There are no changes to the rules about deductions for decline in value of new depreciating assets in your residential rental property.

There are no changes to the rules about deductions for decline in value of depreciating assets in your residential rental property that you installed or used for a taxable purpose other than the purpose of deriving rental income.

For more information, see Limit on deductions for decline in value of second-hand depreciating assets.

Tax and natural disasters

We have special arrangements for people affected by natural disasters such as a cyclone, flood or fire occurring during the financial year. For more information, see Dealing with disasters.

If your tax records were lost or destroyed, we can help you to reconstruct them, and make reasonable estimates where necessary.

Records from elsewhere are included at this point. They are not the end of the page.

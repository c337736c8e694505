//! Marketstall CLI - seed validation and business inspection.
//!
//! # Usage
//!
//! ```bash
//! # Check a seed file before deploying it
//! ms-cli seed validate seed/businesses.yaml
//!
//! # List businesses and their lifecycle state
//! ms-cli business list --seed seed/businesses.yaml
//!
//! # Show what the public sees, or what the vendor is editing
//! ms-cli business show green-leaf-market
//! ms-cli business show green-leaf-market --view draft
//!
//! # Businesses owned by an address
//! ms-cli business owned maya@greenleaf.example
//! ```
//!
//! Without `--seed`, commands read `MARKETSTALL_SEED_FILE` and fall back to
//! the bundled demo businesses.

#![cfg_attr(not(test), forbid(unsafe_code))]

use std::path::PathBuf;

use clap::{Parser, Subcommand, ValueEnum};

mod commands;

#[derive(Parser)]
#[command(name = "ms-cli")]
#[command(author, version, about = "Marketstall CLI tools")]
struct Cli {
    #[command(subcommand)]
    command: Commands,
}

#[derive(Subcommand)]
enum Commands {
    /// Work with seed files
    Seed {
        #[command(subcommand)]
        action: SeedAction,
    },
    /// Inspect businesses
    Business {
        #[command(subcommand)]
        action: BusinessAction,
    },
}

#[derive(Subcommand)]
enum SeedAction {
    /// Parse and validate a seed file
    Validate {
        /// Path to the YAML seed file
        file: PathBuf,
    },
}

#[derive(Subcommand)]
enum BusinessAction {
    /// List every business with its lifecycle state
    List {
        /// Seed file to load instead of the configured one
        #[arg(long)]
        seed: Option<PathBuf>,
    },
    /// Show the resolved settings of a business
    Show {
        /// Business slug
        slug: String,

        /// Which view to resolve
        #[arg(long, value_enum, default_value_t = View::Effective)]
        view: View,

        /// Seed file to load instead of the configured one
        #[arg(long)]
        seed: Option<PathBuf>,
    },
    /// List businesses owned by an email address
    Owned {
        /// Owner email address
        email: String,

        /// Seed file to load instead of the configured one
        #[arg(long)]
        seed: Option<PathBuf>,
    },
}

/// Resolved view selector for `business show`.
#[derive(Clone, Copy, ValueEnum)]
pub enum View {
    /// Published settings, as the public storefront sees them
    Effective,
    /// Pending draft over the baseline settings, as the vendor edits them
    Draft,
}

#[tokio::main]
async fn main() {
    // Initialize tracing
    tracing_subscriber::fmt::init();

    let cli = Cli::parse();

    let result: Result<(), Box<dyn std::error::Error>> = run(cli).await;

    if let Err(e) = result {
        tracing::error!("Command failed: {e}");
        std::process::exit(1);
    }
}

async fn run(cli: Cli) -> Result<(), Box<dyn std::error::Error>> {
    match cli.command {
        Commands::Seed { action } => match action {
            SeedAction::Validate { file } => commands::seed::validate(&file)?,
        },
        Commands::Business { action } => match action {
            BusinessAction::List { seed } => commands::business::list(seed)?,
            BusinessAction::Show { slug, view, seed } => {
                commands::business::show(&slug, view, seed).await?;
            }
            BusinessAction::Owned { email, seed } => commands::business::owned(&email, seed)?,
        },
    }
    Ok(())
}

Phone our emergency support team on 1800 806 218 and we can discuss the best way we can help you.

We can also:

  • fast track refunds
  • give you extra time to pay debts, without interest charges
  • give you more time to meet activity statement, income tax and other lodgment obligations, without penalties
  • help you if you are experiencing serious hardship.

Publications and services

To find out how to get a publication referred to in this guide and for information about our other services, see More information.

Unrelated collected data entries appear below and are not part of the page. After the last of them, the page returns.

//! HTTP boundary
//!
//! Steps only see [`HttpTransport`]. TLS, redirects, cookies and connection
//! reuse belong to the implementation.

pub mod reqwest_client;

use std::collections::BTreeMap;

use async_trait::async_trait;
use thiserror::Error;

use crate::payload::Form;

pub use reqwest_client::ReqwestTransport;

/// Request headers, name → value
pub type Headers = BTreeMap<String, String>;

/// Status and decoded text of a response
#[derive(Debug, Clone, PartialEq, Eq)]
pub struct HttpResponse {
    pub status: u16,
    pub body: String,
}

impl HttpResponse {
    pub fn new(status: u16, body: impl Into<String>) -> Self {
        Self {
            status,
            body: body.into(),
        }
    }

    pub fn is_success(&self) -> bool {
        (200..300).contains(&self.status)
    }
}

/// The exchange never produced a response
#[derive(Error, Debug, Clone, PartialEq, Eq)]
pub enum TransportFailure {
    #[error("invalid header '{name}'")]
    InvalidHeader { name: String },

    #[error("request timed out: {0}")]
    Timeout(String),

    #[error("connection failed: {0}")]
    Connect(String),

    #[error("failed to read response body: {0}")]
    Body(String),
}

#[async_trait]
pub trait HttpTransport: Send + Sync {
    async fn get(&self, url: &str, headers: &Headers) -> Result<HttpResponse, TransportFailure>;

    /// POST `form` as `application/x-www-form-urlencoded`
    async fn post_form(
        &self,
        url: &str,
        headers: &Headers,
        form: &Form,
    ) -> Result<HttpResponse, TransportFailure>;
}
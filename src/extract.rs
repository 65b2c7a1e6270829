//! Token extraction from semi-structured responses
//!
//! The service answers with HTML forms and inline scripts rather than a clean
//! API. Each token is located by a small per-field pattern; a miss yields
//! [`TokenValue::Absent`] and a log line, never an error. Whether a miss is
//! fatal is decided by the step that needs the token.

use regex::Regex;
use serde_json::Value;
use tracing::{debug, info, warn};

use crate::domain::ServiceReply;
use crate::error::HandshakeError;
use crate::steps::StepKind;

/// Quote delimiter accepted around names and values
const Q: &str = r#"["']"#;
/// Captured value: anything up to the closing quote
const VALUE: &str = r#"([^"']*)"#;

/// Result of looking up one field
#[derive(Debug, Clone, PartialEq, Eq)]
pub enum TokenValue {
    Found(String),
    /// No match in the response; distinct from an empty value
    Absent,
}

impl TokenValue {
    pub fn as_found(&self) -> Option<&str> {
        match self {
            Self::Found(value) => Some(value),
            Self::Absent => None,
        }
    }

    pub fn is_absent(&self) -> bool {
        matches!(self, Self::Absent)
    }
}

/// How a field is located in the response text
#[derive(Debug, Clone, Copy, PartialEq, Eq)]
pub enum Matcher {
    /// `name="field" value="..."` with only whitespace in between
    FormValue,
    /// `<input ... name="field" ... value="...">` within a single tag
    InputAttribute,
    /// `var field = "..."` (the `var`/`let`/`const` keyword is optional)
    ScriptVariable,
}

impl Matcher {
    fn pattern(self, field: &str) -> String {
        let field = regex::escape(field);
        match self {
            Self::FormValue => format!(r"name={Q}{field}{Q}\s*value={Q}{VALUE}{Q}"),
            Self::InputAttribute => {
                format!(r"<input[^>]+name={Q}{field}{Q}[^>]+value={Q}{VALUE}{Q}")
            }
            Self::ScriptVariable => {
                format!(r"(?:\b(?:var|let|const)\s+)?\b{field}\s*=\s*{Q}{VALUE}{Q}")
            }
        }
    }
}

/// A named field and its compiled matcher
#[derive(Debug, Clone)]
pub struct FieldSpec {
    name: String,
    matcher: Matcher,
    regex: Regex,
}

impl FieldSpec {
    pub fn new(name: impl Into<String>, matcher: Matcher) -> Result<Self, regex::Error> {
        let name = name.into();
        let regex = Regex::new(&matcher.pattern(&name))?;
        Ok(Self {
            name,
            matcher,
            regex,
        })
    }

    pub fn name(&self) -> &str {
        &self.name
    }

    pub fn matcher(&self) -> Matcher {
        self.matcher
    }

    /// First match in `text`
    pub fn find(&self, text: &str) -> TokenValue {
        self.regex
            .captures(text)
            .and_then(|caps| caps.get(1))
            .map(|m| TokenValue::Found(m.as_str().to_string()))
            .unwrap_or(TokenValue::Absent)
    }
}

/// Extracted tokens in field-spec order
#[derive(Debug, Clone, Default, PartialEq, Eq)]
pub struct TokenMap {
    entries: Vec<(String, TokenValue)>,
}

impl TokenMap {
    pub fn get(&self, field: &str) -> Option<&TokenValue> {
        self.entries
            .iter()
            .find(|(name, _)| name == field)
            .map(|(_, value)| value)
    }

    /// Value of a field the step cannot proceed without
    ///
    /// Absent and blank values are both missing tokens.
    pub fn require(&self, step: StepKind, field: &str) -> Result<&str, HandshakeError> {
        match self.get(field).and_then(TokenValue::as_found) {
            Some(value) if !value.trim().is_empty() => Ok(value),
            _ => Err(HandshakeError::MissingToken {
                step,
                field: field.to_string(),
            }),
        }
    }

    pub fn iter(&self) -> impl Iterator<Item = (&str, &TokenValue)> {
        self.entries.iter().map(|(name, value)| (name.as_str(), value))
    }

    pub fn len(&self) -> usize {
        self.entries.len()
    }

    pub fn is_empty(&self) -> bool {
        self.entries.is_empty()
    }
}

/// Look up every field in `text`
pub fn extract(text: &str, specs: &[FieldSpec]) -> TokenMap {
    let entries = specs
        .iter()
        .map(|spec| {
            let value = spec.find(text);
            match &value {
                TokenValue::Found(token) => {
                    info!(field = spec.name(), "token extracted");
                    debug!(field = spec.name(), value = %token);
                }
                TokenValue::Absent => warn!(field = spec.name(), "token not found"),
            }
            (spec.name().to_string(), value)
        })
        .collect();
    TokenMap { entries }
}

/// Decode a JSON object reply and pull out `resultCode` / `resultMsg`
pub fn decode_reply(step: StepKind, body: &str) -> Result<ServiceReply, HandshakeError> {
    let value: Value = serde_json::from_str(body).map_err(|e| HandshakeError::Decode {
        step,
        message: e.to_string(),
        raw_body: body.to_string(),
    })?;

    let Value::Object(fields) = &value else {
        return Err(HandshakeError::Decode {
            step,
            message: "expected a JSON object".to_string(),
            raw_body: body.to_string(),
        });
    };

    let text_field = |key: &str| {
        fields.get(key).and_then(|v| match v {
            Value::String(s) => Some(s.clone()),
            Value::Number(n) => Some(n.to_string()),
            _ => None,
        })
    };

    Ok(ServiceReply {
        result_code: text_field("resultCode"),
        result_msg: text_field("resultMsg"),
        body: value.clone(),
    })
}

Is your rental property outside Australia?

If your property is located outside Australia, special rules apply to the deductibility of your rental property expenses. For more information on foreign source income, see Question 20 in the tax return instructions. If you are unsure of your obligations, contact your recognised tax adviser or us.

Rental income

Rental and other rental-related income is the full amount of rent and associated payments that you receive, or become entitled to, when you rent out your property, whether it is paid to you or your agent. You must include your share of the full amount of rent you earn in your tax return.

Your rental income also includes rent or associated payments that you receive, or become entitled to, when renting out part or all of your home through the sharing economy or the renting of your holiday home.

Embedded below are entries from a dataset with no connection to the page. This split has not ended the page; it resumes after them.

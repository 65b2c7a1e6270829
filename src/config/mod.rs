//! Handshake configuration
//!
//! Endpoints, fixed form fields, browser headers and run policies. Every
//! section deserializes with defaults so a YAML file only needs to name what
//! it overrides.

pub mod loader;

use std::collections::BTreeMap;

use serde::{Deserialize, Serialize};

use crate::steps::StepKind;

pub use loader::ConfigLoader;

const DEFAULT_DISCLOSURE: &str = "본인은 위 내용을 확인하였으며 전자서명에 동의합니다.";

/// Immutable configuration for one or more handshake runs
#[derive(Debug, Clone, PartialEq, Serialize, Deserialize)]
#[serde(default)]
pub struct HandshakeConfig {
    pub endpoints: Endpoints,
    /// Landing page the service redirects to after a successful signature
    pub success_url: String,
    /// Landing page the service redirects to after a failed signature
    pub fail_url: String,
    /// Logo resource path shown on the signing page
    pub logo_path: String,
    /// Disclosure statement shown to the signer
    pub disclosure: String,
    pub form: FormConstants,
    pub headers: HeaderProfile,
    pub http: HttpSettings,
    pub identity_policy: IdentityCheckPolicy,
    pub confirmation: ConfirmationSettings,
}

impl Default for HandshakeConfig {
    fn default() -> Self {
        Self {
            endpoints: Endpoints::default(),
            success_url: "https://sign-service.inicis.com/sample/result.php".to_string(),
            fail_url: "https://sign-service.inicis.com/sample/result.php".to_string(),
            logo_path: "/resources/images/logo_INICIS.png".to_string(),
            disclosure: DEFAULT_DISCLOSURE.to_string(),
            form: FormConstants::default(),
            headers: HeaderProfile::default(),
            http: HttpSettings::default(),
            identity_policy: IdentityCheckPolicy::default(),
            confirmation: ConfirmationSettings::default(),
        }
    }
}

/// The five service endpoints, in handshake order
#[derive(Debug, Clone, PartialEq, Eq, Serialize, Deserialize)]
#[serde(default)]
pub struct Endpoints {
    pub ticket: String,
    pub exchange: String,
    pub identity: String,
    pub confirm: String,
    pub status: String,
}

impl Default for Endpoints {
    fn default() -> Self {
        Self {
            ticket: "https://sign-service.inicis.com/sample/request.php?reqSvcCd=02".to_string(),
            exchange: "https://sa.inicis.com/auth".to_string(),
            identity: "https://kssa.inicis.com/api/request".to_string(),
            confirm: "https://kssa.inicis.com/progress".to_string(),
            status: "https://kssa.inicis.com/api/status".to_string(),
        }
    }
}

impl Endpoints {
    /// Endpoint URL used by a step
    pub fn for_step(&self, step: StepKind) -> &str {
        match step {
            StepKind::IssueTicket => &self.ticket,
            StepKind::Exchange => &self.exchange,
            StepKind::SubmitIdentity => &self.identity,
            StepKind::ConfirmRequest => &self.confirm,
            StepKind::PollResult => &self.status,
        }
    }

    pub fn iter(&self) -> impl Iterator<Item = (StepKind, &str)> {
        StepKind::ALL.into_iter().map(|step| (step, self.for_step(step)))
    }
}

/// Fixed form fields merged into the request payloads
#[derive(Debug, Clone, PartialEq, Eq, Serialize, Deserialize)]
#[serde(default)]
pub struct FormConstants {
    pub req_svc_cd: String,
    pub sa_svc_cd: String,
    pub agency: String,
    pub agency_display_name: String,
    pub my_os: String,
    pub my_browser: String,
    /// Origin page reported to the identity endpoints
    pub req_url: String,
    /// Result code the service uses for success; also sent with the confirmation request
    pub success_code: String,
    /// Result message sent alongside `success_code` in the confirmation request
    pub success_msg: String,
}

impl Default for FormConstants {
    fn default() -> Self {
        Self {
            req_svc_cd: "02".to_string(),
            sa_svc_cd: "AF".to_string(),
            agency: "PASS".to_string(),
            agency_display_name: "PASS".to_string(),
            my_os: "windows".to_string(),
            my_browser: "chrome".to_string(),
            req_url: "https://sign-service.inicis.com/".to_string(),
            success_code: "0000".to_string(),
            success_msg: "성공".to_string(),
        }
    }
}

/// Browser-like request headers
///
/// `common` goes on every request; the per-step maps are layered on top and
/// win on conflicts.
#[derive(Debug, Clone, PartialEq, Eq, Serialize, Deserialize)]
#[serde(default)]
pub struct HeaderProfile {
    pub common: BTreeMap<String, String>,
    pub ticket: BTreeMap<String, String>,
    pub exchange: BTreeMap<String, String>,
    pub identity: BTreeMap<String, String>,
    pub confirm: BTreeMap<String, String>,
    pub status: BTreeMap<String, String>,
}

impl HeaderProfile {
    /// Merged header set for a step
    pub fn for_step(&self, step: StepKind) -> BTreeMap<String, String> {
        let extra = match step {
            StepKind::IssueTicket => &self.ticket,
            StepKind::Exchange => &self.exchange,
            StepKind::SubmitIdentity => &self.identity,
            StepKind::ConfirmRequest => &self.confirm,
            StepKind::PollResult => &self.status,
        };
        let mut merged = self.common.clone();
        merged.extend(extra.iter().map(|(k, v)| (k.clone(), v.clone())));
        merged
    }
}

fn header_map(pairs: &[(&str, &str)]) -> BTreeMap<String, String> {
    pairs
        .iter()
        .map(|(k, v)| (k.to_string(), v.to_string()))
        .collect()
}

impl Default for HeaderProfile {
    fn default() -> Self {
        Self {
            common: header_map(&[
                (
                    "Accept",
                    "text/html,application/xhtml+xml,application/xml;q=0.9,image/avif,image/webp,image/apng,*/*;q=0.8,application/signed-exchange;v=b3;q=0.7",
                ),
                ("Accept-Language", "ko-KR,ko;q=0.9,en-US;q=0.8,en;q=0.7"),
                ("Connection", "keep-alive"),
            ]),
            ticket: header_map(&[("Referer", "https://sign-service.inicis.com/")]),
            exchange: BTreeMap::new(),
            identity: BTreeMap::new(),
            confirm: header_map(&[
                ("Origin", "https://kssa.inicis.com"),
                ("Referer", "https://kssa.inicis.com/request"),
                ("Cache-Control", "max-age=0"),
                (
                    "sec-ch-ua",
                    "\"Google Chrome\";v=\"137\", \"Chromium\";v=\"137\", \"Not/A)Brand\";v=\"24\"",
                ),
                ("sec-ch-ua-mobile", "?0"),
                ("sec-ch-ua-platform", "\"Windows\""),
                ("Sec-Fetch-Dest", "document"),
                ("Sec-Fetch-Mode", "navigate"),
                ("Sec-Fetch-Site", "same-origin"),
                ("Sec-Fetch-User", "?1"),
                ("Upgrade-Insecure-Requests", "1"),
            ]),
            status: header_map(&[
                ("Accept", "application/json, text/javascript, */*; q=0.01"),
                ("Origin", "https://kssa.inicis.com"),
                ("Referer", "https://kssa.inicis.com/progress"),
                ("X-Requested-With", "XMLHttpRequest"),
            ]),
        }
    }
}

/// HTTP client settings
#[derive(Debug, Clone, PartialEq, Eq, Serialize, Deserialize)]
#[serde(default)]
pub struct HttpSettings {
    pub timeout_secs: u64,
    /// Keep service cookies between steps
    pub cookie_store: bool,
    pub user_agent: String,
}

impl Default for HttpSettings {
    fn default() -> Self {
        Self {
            timeout_secs: 30,
            cookie_store: true,
            user_agent: "Mozilla/5.0 (Windows NT 10.0; Win64; x64) AppleWebKit/537.36 (KHTML, like Gecko) Chrome/137.0.0.0 Safari/537.36".to_string(),
        }
    }
}

/// How the identity submission reply is judged
#[derive(Debug, Clone, Copy, Default, PartialEq, Eq, Serialize, Deserialize)]
#[serde(rename_all = "lowercase")]
pub enum IdentityCheckPolicy {
    /// Only an undecodable reply aborts; application codes are logged
    #[default]
    Advisory,
    /// Any result code other than the success code aborts
    Strict,
}

/// Manual confirmation gate settings
#[derive(Debug, Clone, PartialEq, Eq, Serialize, Deserialize)]
#[serde(default)]
pub struct ConfirmationSettings {
    /// Give up waiting after this many seconds; wait forever when unset
    pub timeout_secs: Option<u64>,
    /// Answers the terminal prompt accepts as "confirmed"
    pub affirmatives: Vec<String>,
}

impl Default for ConfirmationSettings {
    fn default() -> Self {
        Self {
            timeout_secs: None,
            affirmatives: vec!["네".to_string(), "yes".to_string(), "y".to_string()],
        }
    }
}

Rent and associated payments may be in the form of goods and services. You will need to work out the monetary value of these. For example, if the tenant gives you property or goods as rent instead of money, you include the market value of the property or goods as rental income in your tax return.

Rental-related income

You must include rental bond money as income if you become entitled to retain it, for instance, because a tenant defaulted on the rent, or because of damage to your rental property requiring repairs or maintenance.

If you received an insurance payout, there may be situations where the payout needs to be included as income, for example, if you received an insurance payment to compensate you for lost rent.

If you received a letting or booking fee, you must include this as part of your rental income.

Associated payments include all amounts you receive, or become entitled to, as part of the normal, repetitive and recurrent activities through which you intend to generate profit from the use of your rental property.

If you received a reimbursement or recoupment for deductible expenditure, you may have to include an amount as income. For example, if you received:

  • an amount from a tenant to cover the cost of repairing damage to some part of your rental property and you can claim a deduction for the cost of the repairs, you need to include the whole amount in your income
  • a government rebate for the purchase of a depreciating asset, such as a solar hot-water system, you may need to include an amount in your income. For more information, see Taxation Determination TD 2006/31 – Income tax: is a government rebate received by a rental property owner an assessable recoupment under subsection 20-20(3) of the Income Tax Assessment Act 1997, where the owner is not carrying on a property rental business and receives the rebate for the purchase of a depreciating asset (for example, an energy saving appliance) for use in the rental property.